Work item =
This task calls for printing every entry exactly.

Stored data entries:
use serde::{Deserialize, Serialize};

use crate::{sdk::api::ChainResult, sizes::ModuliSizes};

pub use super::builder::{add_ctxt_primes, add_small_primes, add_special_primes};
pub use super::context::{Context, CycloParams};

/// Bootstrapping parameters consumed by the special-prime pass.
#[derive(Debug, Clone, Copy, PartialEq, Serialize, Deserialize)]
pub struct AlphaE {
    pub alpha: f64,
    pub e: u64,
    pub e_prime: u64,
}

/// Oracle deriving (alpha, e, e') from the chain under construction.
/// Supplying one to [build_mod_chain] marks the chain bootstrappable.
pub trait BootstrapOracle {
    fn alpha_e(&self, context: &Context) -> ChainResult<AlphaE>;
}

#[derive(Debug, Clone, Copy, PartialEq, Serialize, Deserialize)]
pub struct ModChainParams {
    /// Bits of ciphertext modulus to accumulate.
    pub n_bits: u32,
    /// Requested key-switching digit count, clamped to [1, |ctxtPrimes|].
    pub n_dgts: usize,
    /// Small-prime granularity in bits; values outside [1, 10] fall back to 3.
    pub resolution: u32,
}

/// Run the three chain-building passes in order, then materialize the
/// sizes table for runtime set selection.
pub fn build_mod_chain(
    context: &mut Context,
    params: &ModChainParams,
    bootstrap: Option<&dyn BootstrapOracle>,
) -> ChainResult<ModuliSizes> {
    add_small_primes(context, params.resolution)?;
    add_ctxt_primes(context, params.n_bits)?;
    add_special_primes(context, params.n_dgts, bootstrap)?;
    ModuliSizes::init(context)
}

Problem solution =
use serde::{Deserialize, Serialize};

use crate::{sdk::api::ChainResult, sizes::ModuliSizes};

pub use super::builder::{add_ctxt_primes, add_small_primes, add_special_primes};
pub use super::context::{Context, CycloParams};

/// Bootstrapping parameters consumed by the special-prime pass.
#[derive(Debug, Clone, Copy, PartialEq, Serialize, Deserialize)]
pub struct AlphaE {
    pub alpha: f64,
    pub e: u64,
    pub e_prime: u64,
}

/// Oracle deriving (alpha, e, e') from the chain under construction.
/// Supplying one to [build_mod_chain] marks the chain bootstrappable.
pub trait BootstrapOracle {
    fn alpha_e(&self, context: &Context) -> ChainResult<AlphaE>;
}

#[derive(Debug, Clone, Copy, PartialEq, Serialize, Deserialize)]
pub struct ModChainParams {
    /// Bits of ciphertext modulus to accumulate.
    pub n_bits: u32,
    /// Requested key-switching digit count, clamped to [1, |ctxtPrimes|].
    pub n_dgts: usize,
    /// Small-prime granularity in bits; values outside [1, 10] fall back to 3.
    pub resolution: u32,
}

/// Run the three chain-building passes in order, then materialize the
/// sizes table for runtime set selection.
pub fn build_mod_chain(
    context: &mut Context,
    params: &ModChainParams,
    bootstrap: Option<&dyn BootstrapOracle>,
) -> ChainResult<ModuliSizes> {
    add_small_primes(context, params.resolution)?;
    add_ctxt_primes(context, params.n_bits)?;
    add_special_primes(context, params.n_dgts, bootstrap)?;
    ModuliSizes::init(context)
}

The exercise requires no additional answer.